Lutar com palavras

Lutar com palavras é a luta mais vã, afirmava Drummond, sempre tão certeiro em sua poesia delicada e cortante.

Há uma luta sendo travada nas ruas do Brasil e procuro as palavras para fazer parte, eu também, dessa luta. E a escritura, esse ofício muitas vezes mesquinho e ingrato, parece às vezes impotente, desnecessária. É que há ignorância em demasia, é que há ódio transbordando em escritos por aí, seja da lavra de desconhecidos ou parta dos teclados bem pagos de renomados profissionais. É necessário enfrentar a luta. Se a luta é vã, o mesmo Drummond afirmava que, entanto, lutamos, mal rompe a manhã. Árdua e necessária luta, essa, de combate ao ódio, à ignorância, à desesperança.

Os tempos duros que vivemos não são, à primeira vista, terreno propício para a poesia, ou para o combate com palavras. São tempos a cobrar ação imediata, a pedir a definição de um lado, a nos cobrar as barricadas nas ruas, as trincheiras populares. Mas é exatamente em tempos duros assim que necessitamos da unidade de todas as formas de luta. O momento que vivemos no Brasil requer múltiplas formas de luta na defesa da democracia e da soberania nacional.

Drummond, ainda Drummond, em outros versos reclama que “os camaradas não disseram que havia uma guerra, e era necessário trazer fogo e alimento”. Nós, no nosso tempo, nem podemos nos defender com isso. Nós sabíamos e sabemos que estamos em guerra. Há um governo ilegítimo, filho de um golpe institucional, que ameaça direitos e conquistas históricas dos trabalhadores. Há uma polícia violenta, que parece ter recebido licença para reprimir, bater e matar. A repressão é gratuita nas ruas do Brasil. Há uma onda de ódio em boa parcela da sociedade, alimentada na superfície e nos subterrâneos.

Num tempo tão sombrio, há que se lutar com todas as armas. Precisamos saber combinar as mais diversas formas de luta.
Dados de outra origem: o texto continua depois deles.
//! Audio decoding and output
//!
//! Leaf components of the streaming pipeline: the compressed source, the
//! frame codec and decoder, and the playback devices.

pub mod codec;
pub mod decoder;
pub mod output;
pub mod source;
pub mod types;

pub use codec::{CodecFactory, FrameCodec, FrameInfo, Mp3CodecFactory, Mp3FrameCodec};
pub use decoder::{FrameDecoder, FrameResult, PcmFrame};
pub use output::{CpalDeviceFactory, DeviceFactory, NullDeviceFactory, OutputDevice};
pub use source::CompressedSource;
pub use types::PcmFormat;
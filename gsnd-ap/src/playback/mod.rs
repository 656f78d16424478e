//! Streaming playback and orchestration

pub mod buffer_pool;
pub mod effects;
pub mod engine;
pub mod pipeline;
pub mod playlist;
pub mod semaphore;

pub use buffer_pool::{CompletionNotifier, OutputBufferPool, PoolCanceller, PoolConfig, PoolMonitor, PoolStats};
pub use effects::{EffectOverflow, EffectQueue};
pub use engine::{EffectInfo, MusicStatus, PlaybackEngine};
pub use pipeline::{PipelineHandle, PipelineOutcome, PipelineReport, PipelineState, StreamingPipeline};
pub use playlist::{LoopPolicy, PlaylistState};
pub use semaphore::SlotTicket;
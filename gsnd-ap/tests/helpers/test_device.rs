//! Output devices for tests
//!
//! Every device opened by a [`TestDeviceFactory`] appends to one shared
//! [`DeviceLog`], so tests can check what reached "the hardware" across
//! format changes and pool reopenings.

use gsnd_ap::audio::{DeviceFactory, OutputDevice, PcmFormat};
use gsnd_ap::playback::{CompletionNotifier, SlotTicket};
use gsnd_ap::{Error, Result};
use parking_lot::Mutex;
use std::collections::VecDeque;
use std::sync::atomic::{AtomicBool, Ordering};
use std::sync::Arc;
use std::thread::{self, JoinHandle};
use std::time::Duration;

/// When submitted buffers complete
#[derive(Debug, Clone, Copy)]
pub enum Completion {
    /// Inside `submit`
    Immediate,
    /// One buffer per interval, on a device thread
    Paced(Duration),
    /// Only when the test calls `complete_next`
    Manual,
}

/// Everything the devices saw
#[derive(Debug, Default)]
pub struct DeviceLog {
    pub opened: Vec<PcmFormat>,
    pub bytes: Vec<u8>,
    pub submissions: Vec<usize>,
    pub pauses: Vec<bool>,
    pub resets: usize,
    pub closed: usize,
}

#[derive(Debug, Default)]
struct DeviceQueue {
    pending: VecDeque<SlotTicket>,
    paused: bool,
    closed: bool,
}

struct OpenDevice {
    queue: Arc<Mutex<DeviceQueue>>,
    notifier: CompletionNotifier,
}

pub struct TestDeviceFactory {
    mode: Completion,
    log: Arc<Mutex<DeviceLog>>,
    devices: Mutex<Vec<OpenDevice>>,
    fail_open: AtomicBool,
}

impl TestDeviceFactory {
    pub fn new(mode: Completion) -> Arc<Self> {
        Arc::new(Self {
            mode,
            log: Arc::new(Mutex::new(DeviceLog::default())),
            devices: Mutex::new(Vec::new()),
            fail_open: AtomicBool::new(false),
        })
    }

    pub fn immediate() -> Arc<Self> {
        Self::new(Completion::Immediate)
    }

    pub fn manual() -> Arc<Self> {
        Self::new(Completion::Manual)
    }

    pub fn paced(interval: Duration) -> Arc<Self> {
        Self::new(Completion::Paced(interval))
    }

    /// Make every later `open` fail with `DeviceUnavailable`
    pub fn set_fail_open(&self, fail: bool) {
        self.fail_open.store(fail, Ordering::SeqCst);
    }

    pub fn log(&self) -> parking_lot::MutexGuard<'_, DeviceLog> {
        self.log.lock()
    }

    /// Complete the oldest pending buffer of the most recently opened device
    pub fn complete_next(&self) -> bool {
        let (ticket, notifier) = {
            let devices = self.devices.lock();
            let Some(device) = devices.last() else {
                return false;
            };
            let ticket = device.queue.lock().pending.pop_front();
            (ticket, device.notifier.clone())
        };
        match ticket {
            Some(ticket) => {
                notifier.complete(ticket);
                true
            }
            None => false,
        }
    }

    /// Pending buffers on the most recently opened device
    pub fn pending(&self) -> usize {
        self.devices
            .lock()
            .last()
            .map_or(0, |d| d.queue.lock().pending.len())
    }

    /// Replay a completion for a ticket the device no longer holds
    pub fn complete_ticket(&self, ticket: SlotTicket) {
        if let Some(device) = self.devices.lock().last() {
            device.notifier.complete(ticket);
        }
    }
}

impl DeviceFactory for TestDeviceFactory {
    fn open(
        &self,
        format: PcmFormat,
        _buffer_count: usize,
        _buffer_len: usize,
        notifier: CompletionNotifier,
    ) -> Result<Box<dyn OutputDevice>> {
        if self.fail_open.load(Ordering::SeqCst) {
            return Err(Error::DeviceUnavailable("test device disabled".to_string()));
        }
        self.log.lock().opened.push(format);

        let queue = Arc::new(Mutex::new(DeviceQueue::default()));
        self.devices.lock().push(OpenDevice {
            queue: Arc::clone(&queue),
            notifier: notifier.clone(),
        });

        let worker = match self.mode {
            Completion::Paced(interval) => {
                let queue = Arc::clone(&queue);
                let notifier = notifier.clone();
                Some(thread::spawn(move || loop {
                    thread::sleep(interval);
                    let ticket = {
                        let mut q = queue.lock();
                        if q.closed {
                            break;
                        }
                        if q.paused {
                            continue;
                        }
                        q.pending.pop_front()
                    };
                    if let Some(ticket) = ticket {
                        notifier.complete(ticket);
                    }
                }))
            }
            _ => None,
        };

        Ok(Box::new(TestDevice {
            mode: self.mode,
            queue,
            notifier,
            log: Arc::clone(&self.log),
            worker,
            closed: false,
        }))
    }
}

struct TestDevice {
    mode: Completion,
    queue: Arc<Mutex<DeviceQueue>>,
    notifier: CompletionNotifier,
    log: Arc<Mutex<DeviceLog>>,
    worker: Option<JoinHandle<()>>,
    closed: bool,
}

impl OutputDevice for TestDevice {
    fn submit(&mut self, ticket: SlotTicket, pcm: &[u8]) -> Result<()> {
        if self.closed {
            return Err(Error::DeviceUnavailable("closed".to_string()));
        }
        {
            let mut log = self.log.lock();
            log.bytes.extend_from_slice(pcm);
            log.submissions.push(pcm.len());
        }
        match self.mode {
            Completion::Immediate => self.notifier.complete(ticket),
            _ => self.queue.lock().pending.push_back(ticket),
        }
        Ok(())
    }

    fn pause(&mut self, paused: bool) -> Result<()> {
        self.queue.lock().paused = paused;
        self.log.lock().pauses.push(paused);
        Ok(())
    }

    fn reset(&mut self) -> Result<()> {
        self.queue.lock().pending.clear();
        self.log.lock().resets += 1;
        Ok(())
    }

    fn close(&mut self) {
        if self.closed {
            return;
        }
        self.closed = true;
        self.queue.lock().closed = true;
        if let Some(worker) = self.worker.take() {
            let _ = worker.join();
        }
        self.log.lock().closed += 1;
    }
}

impl Drop for TestDevice {
    fn drop(&mut self) {
        self.close();
    }
}
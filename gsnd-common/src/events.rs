//! Player event types broadcast by the playback engine
//!
//! Events are serializable so front ends can forward them (log them as JSON,
//! push them over a socket) without depending on the player crate.

use serde::{Deserialize, Serialize};
use std::fmt;
use std::path::PathBuf;
use uuid::Uuid;

/// How a pipeline ended
#[derive(Debug, Clone, PartialEq, Eq, Serialize, Deserialize)]
#[serde(tag = "result", rename_all = "snake_case")]
pub enum CompletionOutcome {
    /// Source decoded to the end and every buffer was played
    Finished,
    /// Source could not be opened, decoded or played
    Failed { reason: String },
    /// Pipeline was stopped before reaching the end
    Stopped,
}

impl CompletionOutcome {
    pub fn is_failure(&self) -> bool {
        matches!(self, CompletionOutcome::Failed { .. })
    }
}

impl fmt::Display for CompletionOutcome {
    fn fmt(&self, f: &mut fmt::Formatter<'_>) -> fmt::Result {
        match self {
            CompletionOutcome::Finished => write!(f, "finished"),
            CompletionOutcome::Failed { reason } => write!(f, "failed: {}", reason),
            CompletionOutcome::Stopped => write!(f, "stopped"),
        }
    }
}

/// Player event types
#[derive(Debug, Clone, PartialEq, Eq, Serialize, Deserialize)]
#[serde(tag = "type")]
pub enum PlayerEvent {
    /// Background track pipeline started
    MusicStarted {
        pipeline_id: Uuid,
        path: PathBuf,
        index: usize,
    },

    /// Background track pipeline ended
    MusicCompleted {
        pipeline_id: Uuid,
        path: PathBuf,
        index: usize,
        outcome: CompletionOutcome,
    },

    /// Background slot has nothing left to play
    MusicIdle,

    /// Background pause flag changed
    MusicPaused { pipeline_id: Uuid, paused: bool },

    /// One-shot effect accepted and started
    EffectStarted { effect_id: Uuid, path: PathBuf },

    /// One-shot effect ended and left the queue
    EffectCompleted {
        effect_id: Uuid,
        path: PathBuf,
        outcome: CompletionOutcome,
    },

    /// Effect request refused because the queue was full
    EffectRejected { path: PathBuf },

    /// Oldest effect stopped to make room for a new one
    EffectEvicted { effect_id: Uuid, path: PathBuf },
}

impl PlayerEvent {
    /// Get event type as string
    pub fn event_type(&self) -> &str {
        match self {
            PlayerEvent::MusicStarted { .. } => "MusicStarted",
            PlayerEvent::MusicCompleted { .. } => "MusicCompleted",
            PlayerEvent::MusicIdle => "MusicIdle",
            PlayerEvent::MusicPaused { .. } => "MusicPaused",
            PlayerEvent::EffectStarted { .. } => "EffectStarted",
            PlayerEvent::EffectCompleted { .. } => "EffectCompleted",
            PlayerEvent::EffectRejected { .. } => "EffectRejected",
            PlayerEvent::EffectEvicted { .. } => "EffectEvicted",
        }
    }
}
As eleições municipais, por exemplo, constituem hoje o palco de encarniçada batalha entre o golpe e a democracia. É necessário ousadia e serenidade para essa disputa. Há que se trazer para o teatro da guerra a questão nacional, de denúncia do golpe, de defesa da democracia. Mas há também que se ter o olho nas questões locais, mirar os problemas concretos do povo. Nem sempre é fácil juntar as duas coisas, especialmente em uma época como essa, quando as coisas, muitas vezes, ficam confusas, e a névoa do esquerdismo contribui ainda mais para embaralhar tudo.

É necessário ouvir a juventude, sangue no olho nas manifestações de rua. Mas é necessário também que ajudemos na direção política dessa juventude, que travemos o debate com ela, que situemos historicamente a luta, antes que o justo anseio por democracia se transforme em uma revolta vazia e sem direção.

É necessário o mais irrestrito apoio às lutas setoriais dos trabalhadores, como a dos bancários em greve neste momento. Eis aí uma boa oportunidade para discutirmos a democracia com esse importante setor de serviços. Eis uma boa oportunidade para desmascararmos o golpe, que encontra apoio em parte dessa categoria, como em muitas outras. Se a hora é confusa, ela é a mais propícia para o debate aberto e para o chamado à unidade. Unidade na diversidade de formas de luta. Unidade nos diversificados interesses das categorias de trabalhadores. Unidade em torno da bandeira da democracia.

Na trincheira de cá, o que nos sobra é, mal rompa a manhã, lutarmos com palavras, verbos cortantes ou afetuosos a flutuar nos céus da existência. Porque, nós sabemos, há uma guerra em curso, e além de fogo e alimento, é necessário que tenhamos sempre pronta uma palavra de luta e de alento em defesa da democracia.